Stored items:
use std::time::Duration;

/// Link-level accounting for one completed transfer.
#[derive(Debug, Clone)]
pub struct TransferStats {
    /// Wall-clock duration of the whole transfer.
    pub elapsed: Duration,
    /// Payload bytes read from the source.
    pub file_size: u64,
    /// Framed bytes handed to the socket, retransmissions included.
    pub total_bytes_sent: u64,
}

impl TransferStats {
    /// Useful payload per byte put on the wire, as a percentage.
    pub fn efficiency(&self) -> f64 {
        if self.total_bytes_sent == 0 {
            return 0.0;
        }
        self.file_size as f64 / self.total_bytes_sent as f64 * 100.0
    }
}
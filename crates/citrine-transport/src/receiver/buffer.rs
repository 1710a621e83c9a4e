//! The reorder buffer: ingests datagrams, tracks contiguous progress and
//! hands packets to the consumer in sequence order.

use std::collections::BTreeMap;
use std::net::SocketAddr;
use std::sync::Arc;
use std::sync::atomic::{AtomicBool, Ordering};

use log::{debug, info, warn};
use tokio::net::UdpSocket;
use tokio::sync::{Mutex, Notify};
use tokio::task::JoinHandle;

use crate::config::TransferConfig;
use crate::error::Result;
use crate::protocol::packet::{DataPacket, offset_label};
use crate::receiver::ack::AckSender;

/// Room for the largest frame plus some slack.
const RECV_BUF_LEN: usize = 2048;

struct ReorderState {
    /// Buffered packets keyed by sequence number, delivered ones removed.
    packets: BTreeMap<u32, DataPacket>,
    /// Sequence number the consumer gets next.
    next_to_deliver: u32,
    /// Highest sequence number received contiguously from 0; −1 until the
    /// first packet lands. This is the value acknowledged to the sender.
    last_consecutive: i64,
}

/// Receives datagrams, reorders them within a bounded window ahead of the
/// consumer, and acknowledges cumulative progress once per datagram.
pub struct ReceiveBuffer {
    socket: Arc<UdpSocket>,
    state: Mutex<ReorderState>,
    /// Constructed when the transfer header announces the ACK port.
    ack: Mutex<Option<AckSender>>,
    available: Notify,
    stopped: AtomicBool,
    shutdown: Notify,
    config: TransferConfig,
}

impl ReceiveBuffer {
    pub async fn bind(addr: SocketAddr, config: TransferConfig) -> Result<Arc<Self>> {
        let socket = UdpSocket::bind(addr).await?;
        Ok(Arc::new(Self {
            socket: Arc::new(socket),
            state: Mutex::new(ReorderState {
                packets: BTreeMap::new(),
                next_to_deliver: 0,
                last_consecutive: -1,
            }),
            ack: Mutex::new(None),
            available: Notify::new(),
            stopped: AtomicBool::new(false),
            shutdown: Notify::new(),
            config,
        }))
    }

    pub fn local_addr(&self) -> Result<SocketAddr> {
        Ok(self.socket.local_addr()?)
    }

    /// Spawns the receive loop.
    pub fn spawn(self: &Arc<Self>) -> JoinHandle<()> {
        let buffer = Arc::clone(self);
        tokio::spawn(buffer.run())
    }

    async fn run(self: Arc<Self>) {
        let mut buf = vec![0u8; RECV_BUF_LEN];
        loop {
            if self.stopped.load(Ordering::Acquire) {
                break;
            }
            let (len, source) = tokio::select! {
                _ = self.shutdown.notified() => break,
                received = self.socket.recv_from(&mut buf) => match received {
                    Ok(pair) => pair,
                    Err(e) => {
                        debug!("datagram receive failed: {e}");
                        continue;
                    }
                },
            };

            let packet = match DataPacket::decode(&buf[..len]) {
                Ok(packet) => packet,
                Err(e) => {
                    warn!("[recv corrupt packet]");
                    debug!("undecodable datagram from {source}: {e}");
                    // The current cumulative position is still worth
                    // repeating; a duplicate ACK can trigger fast retransmit.
                    self.emit_ack().await;
                    continue;
                }
            };

            if packet.is_first() {
                self.open_ack_channel(&packet, source).await;
            }

            self.update_buffer(packet).await;
            self.emit_ack().await;
        }
    }

    /// Constructs the ACK sender towards (sender IP, announced port) on the
    /// first transfer header seen; replayed headers keep the existing one.
    async fn open_ack_channel(&self, packet: &DataPacket, source: SocketAddr) {
        let Some((port, _)) = packet.init_info() else {
            return;
        };
        let mut ack = self.ack.lock().await;
        if ack.is_none() {
            let peer = SocketAddr::new(source.ip(), port);
            match AckSender::connect(peer).await {
                Ok(sender) => *ack = Some(sender),
                Err(e) => warn!("cannot open ack channel to {peer}: {e}"),
            }
        }
    }

    /// Sends one cumulative acknowledgement, if the channel exists and any
    /// packet has landed. The sender handle is cloned out so no lock is held
    /// across the socket write.
    async fn emit_ack(&self) {
        let Some(sender) = self.ack.lock().await.clone() else {
            return;
        };
        let last_consecutive = self.state.lock().await.last_consecutive;
        if last_consecutive >= 0 {
            sender.send(last_consecutive as u32).await;
        }
    }

    /// Files one decoded packet into the reorder buffer.
    ///
    /// Packets behind the consumer, beyond the window, or already buffered
    /// are ignored. An accepted packet that extends the contiguous prefix
    /// advances `last_consecutive` across everything already buffered.
    async fn update_buffer(&self, packet: DataPacket) {
        let mut state = self.state.lock().await;
        let sequence = packet.sequence;
        let label = offset_label(sequence, packet.flags, self.config.segment_size);
        let len = packet.payload.len();

        let window_end = u64::from(state.next_to_deliver) + u64::from(self.config.reorder_capacity);
        let in_window = sequence >= state.next_to_deliver && u64::from(sequence) < window_end;
        if !in_window || state.packets.contains_key(&sequence) {
            info!("[recv data] {label} ({len}) IGNORED");
            return;
        }

        let in_order = i64::from(sequence) == state.last_consecutive + 1;
        info!(
            "[recv data] {label} ({len}) ACCEPTED({})",
            if in_order { "in-order" } else { "out-of-order" }
        );
        state.packets.insert(sequence, packet);

        if sequence == state.next_to_deliver {
            self.available.notify_one();
        }
        if in_order {
            // Walk forward over everything already buffered.
            while state.packets.contains_key(&((state.last_consecutive + 1) as u32)) {
                state.last_consecutive += 1;
            }
        }
    }

    /// Removes and returns the packet with the next sequence number,
    /// suspending until it has arrived.
    pub async fn next_in_order(&self) -> DataPacket {
        loop {
            let notified = self.available.notified();
            {
                let mut state = self.state.lock().await;
                let wanted = state.next_to_deliver;
                if let Some(packet) = state.packets.remove(&wanted) {
                    state.next_to_deliver += 1;
                    return packet;
                }
            }
            notified.await;
        }
    }

    /// Emits `count` duplicate acknowledgements of the final cumulative
    /// position, compensating for loss of the last ACK.
    pub async fn send_trailing_acks(&self, count: u32) {
        for _ in 0..count {
            self.emit_ack().await;
        }
    }

    /// Signals the receive loop to exit.
    pub fn stop(&self) {
        self.stopped.store(true, Ordering::Release);
        self.shutdown.notify_one();
    }
}

#[cfg(test)]
impl ReceiveBuffer {
    pub(crate) async fn last_consecutive(&self) -> i64 {
        self.state.lock().await.last_consecutive
    }

    pub(crate) async fn buffered_sequences(&self) -> Vec<u32> {
        self.state.lock().await.packets.keys().copied().collect()
    }
}
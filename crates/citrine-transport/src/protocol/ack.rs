//! The acknowledgement wire record.

use bytes::{Bytes, BytesMut};
use citrine_binary::{BinaryError, BinaryReader, BinaryWriter};

/// Size of an acknowledgement datagram on the wire.
pub const ACK_FRAME_LEN: usize = 12;

/// A cumulative acknowledgement: "all sequence numbers ≤ `value` arrived
/// contiguously". The value is written three times so a corrupted record is
/// detectable without a checksum.
#[derive(Debug, Clone, Copy, PartialEq, Eq)]
pub struct AckFrame {
    pub value: u32,
}

impl AckFrame {
    pub fn encode(&self) -> Bytes {
        let mut frame = BytesMut::with_capacity(ACK_FRAME_LEN);
        frame.write_u32_be(self.value);
        frame.write_u32_be(self.value);
        frame.write_u32_be(self.value);
        frame.freeze()
    }

    /// Rejects records that are short or whose three copies disagree.
    pub fn decode(frame: &[u8]) -> Result<Self, BinaryError> {
        if frame.len() < ACK_FRAME_LEN {
            return Err(BinaryError::UnexpectedEof {
                needed: ACK_FRAME_LEN,
                remaining: frame.len(),
            });
        }
        let mut reader = frame;
        let first = reader.read_u32_be()?;
        let second = reader.read_u32_be()?;
        let third = reader.read_u32_be()?;
        if first != second || second != third {
            return Err(BinaryError::InvalidData(format!(
                "acknowledgement copies disagree: {first}, {second}, {third}"
            )));
        }
        Ok(Self { value: first })
    }
}
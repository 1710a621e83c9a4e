use std::io::Write;

use chrono::Local;
use log::{LevelFilter, Log, SetLoggerError};

pub const CITRINE_LOGGER: CitrineLogger = CitrineLogger;

/// Minimal logger for the transfer tools. Every record goes to stderr so the
/// statistics block on stdout stays machine-readable.
pub struct CitrineLogger;

impl CitrineLogger {
    /// Installs the logger as the global `log` backend.
    pub fn init(level: LevelFilter) -> Result<(), SetLoggerError> {
        log::set_logger(&CITRINE_LOGGER)?;
        log::set_max_level(level);
        Ok(())
    }
}

impl Log for CitrineLogger {
    fn enabled(&self, metadata: &log::Metadata) -> bool {
        metadata.level() <= log::max_level()
    }

    fn log(&self, record: &log::Record) {
        if self.enabled(record.metadata()) {
            let now = Local::now();
            eprintln!(
                "{} {} {}",
                now.format("%Y-%m-%d %H:%M:%S%.3f"),
                record.level(),
                record.args()
            );
        }
    }

    fn flush(&self) {
        let _ = std::io::stderr().flush();
    }
}
//! The receiver's acknowledgement channel.

use std::net::SocketAddr;
use std::sync::Arc;
use std::sync::atomic::{AtomicU32, Ordering};

use log::{debug, info};
use tokio::net::UdpSocket;

use crate::error::Result;
use crate::protocol::ack::AckFrame;
use crate::util::unspecified_for;

/// Emits cumulative acknowledgements towards the port the sender announced.
///
/// The value actually put on the wire is a high-water mark: `send(n)`
/// transmits `max(n, latest)`, so the emitted sequence never regresses even
/// if the receive loop observes transiently stale state during reordering.
/// Cloning shares the socket and the mark, so acknowledgements can be
/// emitted without holding any buffer lock.
#[derive(Clone)]
pub struct AckSender {
    socket: Arc<UdpSocket>,
    latest: Arc<AtomicU32>,
}

impl AckSender {
    /// Opens a fresh endpoint connected to the sender's ACK port.
    pub async fn connect(peer: SocketAddr) -> Result<Self> {
        let socket = UdpSocket::bind(unspecified_for(peer)).await?;
        socket.connect(peer).await?;
        Ok(Self {
            socket: Arc::new(socket),
            latest: Arc::new(AtomicU32::new(0)),
        })
    }

    /// Transmits the triple-copy record of `max(ack, latest)`. Send errors
    /// are transient and only logged.
    pub async fn send(&self, ack: u32) {
        let previous = self.latest.fetch_max(ack, Ordering::AcqRel);
        let value = previous.max(ack);
        let frame = AckFrame { value }.encode();
        match self.socket.send(&frame).await {
            Ok(_) => info!("[send ack] {value}"),
            Err(e) => debug!("ack send failed: {e}"),
        }
    }
}

#[cfg(test)]
mod tests {
    use super::*;
    use std::time::Duration;
    use tokio::time::timeout;

    #[tokio::test]
    async fn emitted_values_never_regress() {
        let sink = UdpSocket::bind("127.0.0.1:0").await.unwrap();
        let sender = AckSender::connect(sink.local_addr().unwrap()).await.unwrap();

        sender.send(3).await;
        sender.send(1).await;
        sender.send(4).await;

        let mut buf = [0u8; 16];
        let mut seen = Vec::new();
        for _ in 0..3 {
            let (len, _) = timeout(Duration::from_secs(1), sink.recv_from(&mut buf))
                .await
                .unwrap()
                .unwrap();
            seen.push(AckFrame::decode(&buf[..len]).unwrap().value);
        }
        assert_eq!(seen, vec![3, 3, 4]);
    }
}
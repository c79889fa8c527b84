//! DefaultTaskExecutor - command / script / function の実行
//!
//! runnable タスクの `runnable` 仕様を見て実行方法を切り替えます。
//! - command: `tokio::process::Command` で直接起動（シェルは通さない）
//! - script: working_dir 基準でパスを解決し、実行ビットがなければ付与して起動
//! - function: FunctionRegistry に登録された関数を名前で呼ぶ
//!
//! 非ゼロ終了は失敗として扱います（engine 側で `failed` になり totalFailed に数えられる）。

use std::collections::{BTreeMap, HashMap};
use std::path::{Path, PathBuf};
use std::process::Stdio;
use std::sync::Arc;
use std::time::Duration;

use async_trait::async_trait;
use tokio::process::Command;
use tracing::{debug, info};

use crate::domain::{Runnable, Task};
use crate::error::ExecutionError;
use crate::ports::{CommentHook, TaskExecutor};

/// A named function callable from `{"type":"function"}` runnables.
#[async_trait]
pub trait TaskFunction: Send + Sync {
    async fn call(&self, args: &[serde_json::Value]) -> Result<serde_json::Value, ExecutionError>;
}

/// Plain closures can be registered directly.
#[async_trait]
impl<F> TaskFunction for F
where
    F: Fn(&[serde_json::Value]) -> Result<serde_json::Value, ExecutionError> + Send + Sync,
{
    async fn call(&self, args: &[serde_json::Value]) -> Result<serde_json::Value, ExecutionError> {
        self(args)
    }
}

#[derive(Debug, thiserror::Error, PartialEq, Eq)]
pub enum RegistryError {
    #[error("function already registered: {0}")]
    AlreadyRegistered(String),
}

/// Registry of functions (name -> function).
///
/// Built during initialization, read-only afterwards.
#[derive(Default, Clone)]
pub struct FunctionRegistry {
    functions: HashMap<String, Arc<dyn TaskFunction>>,
}

impl FunctionRegistry {
    pub fn new() -> Self {
        Self::default()
    }

    pub fn register(
        &mut self,
        name: impl Into<String>,
        function: impl TaskFunction + 'static,
    ) -> Result<(), RegistryError> {
        let name = name.into();
        if self.functions.contains_key(&name) {
            return Err(RegistryError::AlreadyRegistered(name));
        }
        self.functions.insert(name, Arc::new(function));
        Ok(())
    }

    fn builtins(dir: &Path) -> Self {
        let entries: [(&str, Arc<dyn TaskFunction>); 4] = [
            ("echo", Arc::new(EchoFn)),
            ("sleep", Arc::new(SleepFn)),
            ("writeFile", Arc::new(WriteFileFn { dir: dir.to_path_buf() })),
            ("readFile", Arc::new(ReadFileFn { dir: dir.to_path_buf() })),
        ];
        Self {
            functions: entries
                .into_iter()
                .map(|(name, function)| (name.to_string(), function))
                .collect(),
        }
    }

    pub fn get(&self, name: &str) -> Option<Arc<dyn TaskFunction>> {
        self.functions.get(name).cloned()
    }

    pub fn names(&self) -> Vec<String> {
        let mut names: Vec<String> = self.functions.keys().cloned().collect();
        names.sort();
        names
    }
}

/// Executor for `Runnable` specifications.
#[derive(Clone)]
pub struct DefaultTaskExecutor {
    working_dir: PathBuf,
    functions: FunctionRegistry,
}

impl DefaultTaskExecutor {
    pub fn new(working_dir: impl Into<PathBuf>) -> Self {
        Self {
            working_dir: working_dir.into(),
            functions: FunctionRegistry::new(),
        }
    }

    /// Executor with `echo`, `sleep`, `writeFile` and `readFile` registered.
    pub fn with_builtins(working_dir: impl Into<PathBuf>) -> Self {
        let working_dir = working_dir.into();
        Self {
            functions: FunctionRegistry::builtins(&working_dir),
            working_dir,
        }
    }

    pub fn working_dir(&self) -> &Path {
        &self.working_dir
    }

    pub fn functions(&self) -> &FunctionRegistry {
        &self.functions
    }

    pub fn register_function(
        &mut self,
        name: impl Into<String>,
        function: impl TaskFunction + 'static,
    ) -> Result<(), RegistryError> {
        self.functions.register(name, function)
    }

    /// Run one specification.
    pub async fn run(&self, spec: &Runnable) -> Result<serde_json::Value, ExecutionError> {
        debug!(runnable = %spec.describe(), "running");
        match spec {
            Runnable::Command {
                command,
                args,
                env,
                cwd,
            } => {
                let (program, args) = split_command(command, args);
                let dir = match cwd {
                    Some(cwd) => resolve(&self.working_dir, cwd),
                    None => self.working_dir.clone(),
                };
                run_process(&program, &args, env, &dir).await
            }
            Runnable::Script { path, args, env } => {
                let script = resolve(&self.working_dir, path);
                if !tokio::fs::try_exists(&script).await.unwrap_or(false) {
                    return Err(ExecutionError::ScriptNotFound(script.display().to_string()));
                }
                ensure_executable(&script).await?;
                let program = script.display().to_string();
                run_process(&program, args, env, &self.working_dir).await
            }
            Runnable::Function { function, args } => {
                let f = self
                    .functions
                    .get(function)
                    .ok_or_else(|| ExecutionError::FunctionNotRegistered(function.clone()))?;
                let result = f.call(args).await?;
                Ok(serde_json::json!({ "result": result }))
            }
        }
    }
}

#[async_trait]
impl TaskExecutor for DefaultTaskExecutor {
    async fn execute(&self, task: &Task) -> Result<serde_json::Value, ExecutionError> {
        let spec = task.runnable.as_ref().ok_or(ExecutionError::NotRunnable)?;
        if !task.is_runnable() {
            return Err(ExecutionError::NotRunnable);
        }
        self.run(spec).await
    }
}

/// Comment hook that runs executable comments with a `DefaultTaskExecutor`.
#[derive(Clone)]
pub struct RunnableHook {
    executor: DefaultTaskExecutor,
}

impl RunnableHook {
    pub fn new(executor: DefaultTaskExecutor) -> Self {
        Self { executor }
    }
}

#[async_trait]
impl CommentHook for RunnableHook {
    async fn run(&self, spec: &Runnable) -> Result<serde_json::Value, ExecutionError> {
        self.executor.run(spec).await
    }
}

/// `"echo hi"` with no args is split on whitespace; otherwise `command` is the program.
fn split_command(command: &str, args: &[String]) -> (String, Vec<String>) {
    if args.is_empty() && command.contains(char::is_whitespace) {
        let mut parts = command.split_whitespace().map(str::to_string);
        let program = parts.next().unwrap_or_default();
        (program, parts.collect())
    } else {
        (command.to_string(), args.to_vec())
    }
}

fn resolve(base: &Path, path: &str) -> PathBuf {
    let path = Path::new(path);
    if path.is_absolute() {
        path.to_path_buf()
    } else {
        base.join(path)
    }
}

#[cfg(unix)]
async fn ensure_executable(path: &Path) -> Result<(), ExecutionError> {
    use std::os::unix::fs::PermissionsExt;

    let io_err = |e: std::io::Error| ExecutionError::Failed(format!("{}: {e}", path.display()));
    let mut permissions = tokio::fs::metadata(path).await.map_err(io_err)?.permissions();
    if permissions.mode() & 0o111 == 0 {
        permissions.set_mode(permissions.mode() | 0o755);
        tokio::fs::set_permissions(path, permissions)
            .await
            .map_err(io_err)?;
        info!(path = %path.display(), "made script executable");
    }
    Ok(())
}

#[cfg(not(unix))]
async fn ensure_executable(_path: &Path) -> Result<(), ExecutionError> {
    Ok(())
}

async fn run_process(
    program: &str,
    args: &[String],
    env: &BTreeMap<String, String>,
    dir: &Path,
) -> Result<serde_json::Value, ExecutionError> {
    if program.is_empty() {
        return Err(ExecutionError::Spawn {
            program: String::new(),
            message: "empty command".to_string(),
        });
    }

    let output = Command::new(program)
        .args(args)
        .envs(env)
        .current_dir(dir)
        .stdin(Stdio::null())
        .stdout(Stdio::piped())
        .stderr(Stdio::piped())
        .output()
        .await
        .map_err(|e| ExecutionError::Spawn {
            program: program.to_string(),
            message: e.to_string(),
        })?;

    let stdout = String::from_utf8_lossy(&output.stdout).trim().to_string();
    let stderr = String::from_utf8_lossy(&output.stderr).trim().to_string();

    if output.status.success() {
        debug!(program, bytes = stdout.len(), "command finished");
        Ok(serde_json::json!({
            "stdout": stdout,
            "stderr": stderr,
            "exitCode": output.status.code(),
        }))
    } else {
        Err(ExecutionError::NonZeroExit {
            code: output.status.code(),
            stderr,
        })
    }
}

fn string_arg(args: &[serde_json::Value], index: usize, name: &str) -> Result<String, ExecutionError> {
    match args.get(index) {
        Some(serde_json::Value::String(s)) => Ok(s.clone()),
        Some(other) => Ok(other.to_string()),
        None => Err(ExecutionError::Failed(format!("missing argument `{name}`"))),
    }
}

struct EchoFn;

#[async_trait]
impl TaskFunction for EchoFn {
    async fn call(&self, args: &[serde_json::Value]) -> Result<serde_json::Value, ExecutionError> {
        let text = args
            .iter()
            .map(|a| match a {
                serde_json::Value::String(s) => s.clone(),
                other => other.to_string(),
            })
            .collect::<Vec<_>>()
            .join(" ");
        info!(target: "spindle::echo", "{text}");
        Ok(serde_json::Value::String(text))
    }
}

struct SleepFn;

#[async_trait]
impl TaskFunction for SleepFn {
    async fn call(&self, args: &[serde_json::Value]) -> Result<serde_json::Value, ExecutionError> {
        let raw = string_arg(args, 0, "ms")?;
        let ms: u64 = raw
            .trim()
            .parse()
            .map_err(|_| ExecutionError::Failed(format!("invalid sleep duration: {raw}")))?;
        tokio::time::sleep(Duration::from_millis(ms)).await;
        Ok(serde_json::Value::String(format!("Slept for {ms}ms")))
    }
}

struct WriteFileFn {
    dir: PathBuf,
}

#[async_trait]
impl TaskFunction for WriteFileFn {
    async fn call(&self, args: &[serde_json::Value]) -> Result<serde_json::Value, ExecutionError> {
        let path = string_arg(args, 0, "path")?;
        let content = string_arg(args, 1, "content")?;
        let target = resolve(&self.dir, &path);
        tokio::fs::write(&target, content)
            .await
            .map_err(|e| ExecutionError::Failed(format!("{}: {e}", target.display())))?;
        Ok(serde_json::Value::String(format!("Written to {path}")))
    }
}

struct ReadFileFn {
    dir: PathBuf,
}

#[async_trait]
impl TaskFunction for ReadFileFn {
    async fn call(&self, args: &[serde_json::Value]) -> Result<serde_json::Value, ExecutionError> {
        let path = string_arg(args, 0, "path")?;
        let target = resolve(&self.dir, &path);
        let content = tokio::fs::read_to_string(&target)
            .await
            .map_err(|e| ExecutionError::Failed(format!("{}: {e}", target.display())))?;
        Ok(serde_json::Value::String(content))
    }
}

Exercise objective: When the entries above show the word "ReadFileFn" in a line, copy that line out.

Response:
            ("readFile", Arc::new(ReadFileFn { dir: dir.to_path_buf() })),
struct ReadFileFn {
impl TaskFunction for ReadFileFn {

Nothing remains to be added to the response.